4. Putting it Together:

Finally, we combine these functions to solve the main problem:

def closest_node_to_path(n, edges, query):
    tree = build_tree(n, edges)
    result = []
    for start, end, node_i in query:
        path = find_path(tree, start, end)
        if path:
            closest = closest_node(tree, node_i, path)
            result.append(closest)
        else:
            result.append(-1) #Handle case where no path exists.
    return result

Example Usage:

n = 7
edges = [[0, 1], [0, 2], [0, 3], [1, 4], [2, 5], [2, 6]]
query = [[5, 3, 4], [5, 3, 6]]
answer = closest_node_to_path(n, edges, query)
print(answer)  # Output: [0, 2]
 
n = 3
edges = [[0, 1], [1, 2]]
query = [[0, 1, 2]]
answer = closest_node_to_path(n, edges, query)
print(answer) # Output: [1]

Time Complexity Analysis:

  • build_tree: O(E), where E is the number of edges (approximately n-1 in a tree).
  • find_path: O(V+E), where V is the number of vertices (n in this case). BFS visits each node and edge at most once.
  • closest_node: O(V+E) in the worst case (BFS again).
  • Overall: The dominant factor is the nested loop structure implied by processing each query. Therefore, the overall time complexity is O(Q * (V+E)), where Q is the number of queries. Since E is proportional to V in a tree, this simplifies to O(Q * V).

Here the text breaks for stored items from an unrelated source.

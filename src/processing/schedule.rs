//! Inline or deferred execution of projections with stale-result rejection.
//!
//! Each request takes a generation number when it is issued. A deferred
//! result is handed back only if no newer request was issued meanwhile.

use super::view::{compute_visible_rows, ComputeOptions, VisibleRow};
use crate::models::{Subnet, ViewState};
use std::future::Future;
use std::sync::atomic::{AtomicU64, Ordering};
use std::sync::Arc;

/// Rows produced for one request.
#[derive(Debug, Clone)]
pub struct Projection {
    pub generation: u64,
    /// True when the rows were computed on the blocking pool.
    pub deferred: bool,
    pub rows: Vec<VisibleRow>,
}

#[derive(Debug, Clone)]
pub struct ProjectionScheduler {
    generation: Arc<AtomicU64>,
    threshold: u64,
}

impl ProjectionScheduler {
    pub fn new(threshold: u64) -> Self {
        ProjectionScheduler {
            generation: Arc::new(AtomicU64::new(0)),
            threshold,
        }
    }

    /// Latest generation handed out.
    pub fn current(&self) -> u64 {
        self.generation.load(Ordering::SeqCst)
    }

    pub fn is_current(&self, generation: u64) -> bool {
        self.current() == generation
    }

    fn issue(&self) -> u64 {
        self.generation.fetch_add(1, Ordering::SeqCst) + 1
    }

    /// Project `state` under `root`, deferring to the blocking pool when big.
    ///
    /// The generation is taken when this is called, not when the future is
    /// first polled. Resolves to `None` when the result went stale or the
    /// worker failed.
    pub fn project(
        &self,
        root: Subnet,
        state: ViewState,
        target_mask: u8,
    ) -> impl Future<Output = Option<Projection>> {
        let generation = self.issue();
        let scheduler = self.clone();
        async move {
            let defer = ComputeOptions {
                root: &root,
                state: &state,
                target_mask,
            }
            .should_defer(scheduler.threshold);

            if !defer {
                let rows = compute_visible_rows(&ComputeOptions {
                    root: &root,
                    state: &state,
                    target_mask,
                });
                if !scheduler.is_current(generation) {
                    log::debug!("Dropping stale inline projection #{generation}");
                    return None;
                }
                return Some(Projection {
                    generation,
                    deferred: false,
                    rows,
                });
            }

            log::info!(
                "Deferring projection #{generation} of {} down to /{target_mask}",
                root.cidr()
            );
            let joined = tokio::task::spawn_blocking(move || {
                compute_visible_rows(&ComputeOptions {
                    root: &root,
                    state: &state,
                    target_mask,
                })
            })
            .await;
            let rows = match joined {
                Ok(rows) => rows,
                Err(e) => {
                    log::error!("Projection #{generation} failed: {e}");
                    return None;
                }
            };
            if !scheduler.is_current(generation) {
                log::info!(
                    "Discarding stale projection #{generation}, current is #{}",
                    scheduler.current()
                );
                return None;
            }
            Some(Projection {
                generation,
                deferred: true,
                rows,
            })
        }
    }
}

#[cfg(test)]
mod tests {
    use super::*;
    use crate::models::parse_cidr;

    #[tokio::test]
    async fn test_inline_projection() {
        let scheduler = ProjectionScheduler::new(4096);
        let root = parse_cidr("10.0.0.0/24").unwrap();
        let mut state = ViewState::new(26);
        state.expand("10.0.0.0/24");
        let projection = scheduler.project(root, state, 26).await.unwrap();
        assert!(!projection.deferred);
        assert_eq!(projection.generation, 1);
        assert_eq!(projection.rows.len(), 3);
    }

    #[tokio::test]
    async fn test_deferred_projection() {
        let scheduler = ProjectionScheduler::new(0);
        let root = parse_cidr("10.0.0.0/24").unwrap();
        let state = ViewState::new(26);
        let projection = scheduler.project(root, state, 26).await.unwrap();
        assert!(projection.deferred);
        assert_eq!(projection.rows.len(), 1);
    }

    #[tokio::test]
    async fn test_stale_projection_is_discarded() {
        let scheduler = ProjectionScheduler::new(0);
        let root = parse_cidr("10.0.0.0/24").unwrap();
        let state = ViewState::new(26);
        let first = scheduler.project(root.clone(), state.clone(), 26);
        let second = scheduler.project(root, state, 26);
        assert!(first.await.is_none());
        let latest = second.await.unwrap();
        assert_eq!(latest.generation, 2);
        assert!(scheduler.is_current(2));
    }

    #[tokio::test]
    async fn test_stale_inline_projection_is_discarded() {
        let scheduler = ProjectionScheduler::new(4096);
        let root = parse_cidr("10.0.0.0/24").unwrap();
        let state = ViewState::new(26);
        let older = scheduler.project(root.clone(), state.clone(), 26);
        let newer = scheduler.project(root, state, 26);
        assert_eq!(scheduler.current(), 2);
        assert!(older.await.is_none());
        let latest = newer.await.unwrap();
        assert!(!latest.deferred);
        assert_eq!(latest.generation, 2);
    }
}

Space Complexity Analysis:

The space complexity is dominated by the queue in the BFS functions and the visited set which are O(V) in the worst case. Therefore, the overall space complexity is O(V).

This detailed explanation, including code and complexity analysis, provides a comprehensive solution to the "Closest Node to Path in Tree" problem. Remember to adapt the code to other languages as needed, but the core algorithms (BFS for pathfinding and BFS for finding the closest node) remain the same.